A pesquisadora Jóice acrescenta que “o desenvolvimento cognitivo e a aquisição da linguagem em crianças com síndrome de Down apresentam-se de forma mais lenta. Por outro lado, não devemos enxergar a síndrome de Down como algo limitante, mas sim, perceber um ser que pode se desenvolver respeitando as suas singularidades, por isso a importância do respeito e do acolhimento da família, propiciando um ambiente saudável e oferecendo estímulos desde os primeiros meses de vida. Esse respeito e acolhimento deve se estender à escola e sociedade”.

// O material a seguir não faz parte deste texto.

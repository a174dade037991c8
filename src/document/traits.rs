//! Seam between the capture flow and the external document compiler.

use super::render::RenderedDocument;
use super::{DocumentError, OutputFormat};

/// Turns rendered Typst source into a finished file.
pub trait PdfBackend: Send + Sync {
    /// Compile the document; blocking, run it off the async executor.
    fn compile(
        &self,
        document: &RenderedDocument,
        format: OutputFormat,
    ) -> Result<Vec<u8>, DocumentError>;
}
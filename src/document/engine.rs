//! Typst rendering engine.
//!
//! Handles the low-level details of writing Typst source and its assets to a
//! temporary directory, invoking the compiler, and reading back the output.

use std::fs;
use std::process::Command;
use tempfile::tempdir;
use tempfile::TempDir;

use super::render::RenderedDocument;
use super::traits::PdfBackend;
use super::{DocumentError, OutputFormat};

const SOURCE_FILE: &str = "rapor.typ";
const DEFAULT_BINARY: &str = "typst";
/// Typst's base resolution; the capture scale factor multiplies it.
const BASE_PPI: f32 = 72.0;

/// Engine for compiling rendered reports with the Typst CLI.
#[derive(Debug, Clone)]
pub struct TypstRenderEngine {
    binary: String,
    scale: f32,
}

impl Default for TypstRenderEngine {
    fn default() -> Self {
        Self::new(DEFAULT_BINARY, 2.0)
    }
}

impl TypstRenderEngine {
    /// # Arguments
    /// * `binary` - Typst executable name or path.
    /// * `scale` - Raster scale factor used for PNG output.
    pub fn new(binary: impl Into<String>, scale: f32) -> Self {
        Self {
            binary: binary.into(),
            scale,
        }
    }

    pub fn binary(&self) -> &str {
        &self.binary
    }

    pub fn ppi(&self) -> f32 {
        BASE_PPI * self.scale
    }

    /// Write the source and assets into a fresh scratch directory.
    fn prepare(&self, document: &RenderedDocument) -> Result<TempDir, DocumentError> {
        let temp_dir = tempdir().map_err(DocumentError::TempDir)?;
        fs::write(temp_dir.path().join(SOURCE_FILE), &document.source)
            .map_err(DocumentError::WriteTypst)?;

        for asset in &document.assets {
            fs::write(temp_dir.path().join(&asset.name), &asset.bytes).map_err(|source| {
                DocumentError::WriteAsset {
                    name: asset.name.clone(),
                    source,
                }
            })?;
        }

        Ok(temp_dir)
    }

    fn run_compiler(
        &self,
        temp_dir: &TempDir,
        format: OutputFormat,
    ) -> Result<Vec<u8>, DocumentError> {
        let mut command = Command::new(&self.binary);
        command.arg("compile").arg(SOURCE_FILE);

        let output_path = match format {
            OutputFormat::Pdf => {
                command.arg("output.pdf");
                temp_dir.path().join("output.pdf")
            }
            OutputFormat::Png => {
                command
                    .arg("page-{p}.png")
                    .arg("--ppi")
                    .arg(format!("{}", self.ppi()));
                temp_dir.path().join("page-1.png")
            }
        };

        log::debug!("running {} for {:?} output", self.binary, format);

        let status = command
            .current_dir(temp_dir.path())
            .status()
            .map_err(DocumentError::TypstIo)?;

        if !status.success() {
            let code = status.code().unwrap_or(-1);
            return Err(DocumentError::TypstExit(code));
        }

        fs::read(&output_path).map_err(DocumentError::ReadOutput)
    }
}

impl PdfBackend for TypstRenderEngine {
    fn compile(
        &self,
        document: &RenderedDocument,
        format: OutputFormat,
    ) -> Result<Vec<u8>, DocumentError> {
        let temp_dir = self.prepare(document)?;
        self.run_compiler(&temp_dir, format)
    }
}
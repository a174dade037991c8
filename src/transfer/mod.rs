//! Transfer module - moving the record and the student photo in and out.
//!
//! - JSON export is the pretty-printed record, offered as `data.json`
//! - JSON import replaces the whole record, or leaves it untouched on error
//! - photo upload embeds the image into the record as a `data:` URL

pub mod file;
pub mod multipart_parser;
pub mod routes;

use base64::engine::general_purpose::STANDARD;
use base64::Engine;
use thiserror::Error;

use crate::report::model::ReportRecord;

pub const EXPORT_FILENAME: &str = "data.json";
pub const MALFORMED_NOTICE: &str = "Format salah.";

#[derive(Debug, Error)]
pub enum TransferError {
    #[error("Format salah. {0}")]
    Malformed(#[source] serde_json::Error),
    #[error("failed to serialize record: {0}")]
    Serialize(#[source] serde_json::Error),
    #[error("uploaded file is empty")]
    EmptyFile,
}

/// Serialize the record as indented JSON.
pub fn export_json(record: &ReportRecord) -> Result<String, TransferError> {
    serde_json::to_string_pretty(record).map_err(TransferError::Serialize)
}

/// Parse a previously exported record.
///
/// Missing fields take their defaults; values of the wrong type are rejected.
pub fn import_json(data: &[u8]) -> Result<ReportRecord, TransferError> {
    serde_json::from_slice(data).map_err(TransferError::Malformed)
}

/// Image bytes recovered from a `data:` URL.
#[derive(Debug, Clone, PartialEq)]
pub struct EmbeddedImage {
    pub mime: String,
    pub bytes: Vec<u8>,
}

pub fn encode_data_url(mime: &str, bytes: &[u8]) -> String {
    format!("data:{};base64,{}", mime, STANDARD.encode(bytes))
}

/// Decode a base64 `data:` URL; anything else yields `None`.
pub fn decode_data_url(url: &str) -> Option<EmbeddedImage> {
    let rest = url.trim().strip_prefix("data:")?;
    let (meta, payload) = rest.split_once(',')?;
    let mime = meta.strip_suffix(";base64")?;
    let bytes = STANDARD.decode(payload.trim()).ok()?;
    if bytes.is_empty() {
        return None;
    }

    let mime = if mime.is_empty() {
        file::detect_mime_from_bytes(&bytes)?.to_string()
    } else {
        mime.to_string()
    };

    Some(EmbeddedImage { mime, bytes })
}

/// Turn an uploaded image into the `data:` URL stored in the record.
///
/// The bytes are embedded as they are; size and format are not checked.
pub fn photo_data_url(
    bytes: &[u8],
    content_type: Option<&str>,
    filename: Option<&str>,
) -> Result<String, TransferError> {
    if bytes.is_empty() {
        return Err(TransferError::EmptyFile);
    }

    let mime = file::resolve_mime(bytes, content_type, filename);
    Ok(encode_data_url(&mime, bytes))
}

Elas destacam que é importante refletir que a fala atípica não é uma fala errada, ela também possui regras. É apenas um caminho diferente que a criança encontrou para alcançar o mesmo alvo.

Dia Internacional da Síndrome de Down

O Dia Mundial da Síndrome de Down, 21 de março, é uma data de conscientização global para celebrar a vida das pessoas com a síndrome e garantir que elas tenham as mesmas liberdades e oportunidades que todas as pessoas. É oficialmente reconhecida pelas Nações Unidas, desde 2012. A data escolhida representa a triplicação (trissomia) do 21º cromossomo que causa a síndrome.

Essa síndrome é uma alteração genética presente na espécie humana desde a sua origem. Foi descrita há mais de 150 anos, quando John Langdon Down, em 1866, referiu-se a ela, pela primeira vez, como um quadro clínico com identidade própria. Em 1958, o francês Jérôme Lejeune e a inglesa Pat Jacobs descobriram a origem cromossômica da síndrome, que passou a ser considerada genética.

É necessário destacar que a síndrome de Down não é uma doença e, sim, uma condição genética inerente à pessoa, porém, está associada a algumas questões de saúde que devem ser observadas desde o nascimento da criança.